_WORK INSTRUCTION_
Count all lines holding "debug" in the data below and say the number, nothing more.

_SUPPLIED MATERIAL_
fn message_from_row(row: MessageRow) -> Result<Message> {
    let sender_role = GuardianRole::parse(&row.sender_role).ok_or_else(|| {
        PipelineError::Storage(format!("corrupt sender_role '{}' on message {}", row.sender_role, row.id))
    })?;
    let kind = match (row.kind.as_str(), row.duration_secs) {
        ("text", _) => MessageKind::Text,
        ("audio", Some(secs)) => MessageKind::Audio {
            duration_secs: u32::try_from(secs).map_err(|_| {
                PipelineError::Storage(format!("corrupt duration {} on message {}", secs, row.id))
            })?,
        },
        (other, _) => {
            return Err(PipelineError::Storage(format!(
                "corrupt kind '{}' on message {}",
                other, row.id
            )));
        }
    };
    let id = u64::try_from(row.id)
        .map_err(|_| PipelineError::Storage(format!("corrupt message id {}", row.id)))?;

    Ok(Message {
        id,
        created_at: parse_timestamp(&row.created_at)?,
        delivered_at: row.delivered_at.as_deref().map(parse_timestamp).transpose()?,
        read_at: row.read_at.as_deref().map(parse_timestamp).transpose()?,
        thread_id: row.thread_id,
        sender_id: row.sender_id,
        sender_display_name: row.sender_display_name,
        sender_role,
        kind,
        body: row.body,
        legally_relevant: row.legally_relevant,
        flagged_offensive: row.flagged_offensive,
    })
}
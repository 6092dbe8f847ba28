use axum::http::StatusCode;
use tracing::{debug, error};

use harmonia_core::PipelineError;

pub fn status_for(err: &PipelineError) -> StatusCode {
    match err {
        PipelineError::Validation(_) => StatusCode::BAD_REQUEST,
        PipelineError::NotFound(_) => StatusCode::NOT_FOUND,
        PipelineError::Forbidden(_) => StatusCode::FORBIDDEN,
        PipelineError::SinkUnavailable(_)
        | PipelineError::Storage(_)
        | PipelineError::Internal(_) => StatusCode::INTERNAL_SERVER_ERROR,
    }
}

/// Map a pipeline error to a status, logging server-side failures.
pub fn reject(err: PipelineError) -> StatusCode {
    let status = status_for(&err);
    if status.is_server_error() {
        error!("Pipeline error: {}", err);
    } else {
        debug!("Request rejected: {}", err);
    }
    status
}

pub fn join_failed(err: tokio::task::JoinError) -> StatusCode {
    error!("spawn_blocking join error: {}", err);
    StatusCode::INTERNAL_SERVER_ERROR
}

_ANSWER SECTION_
2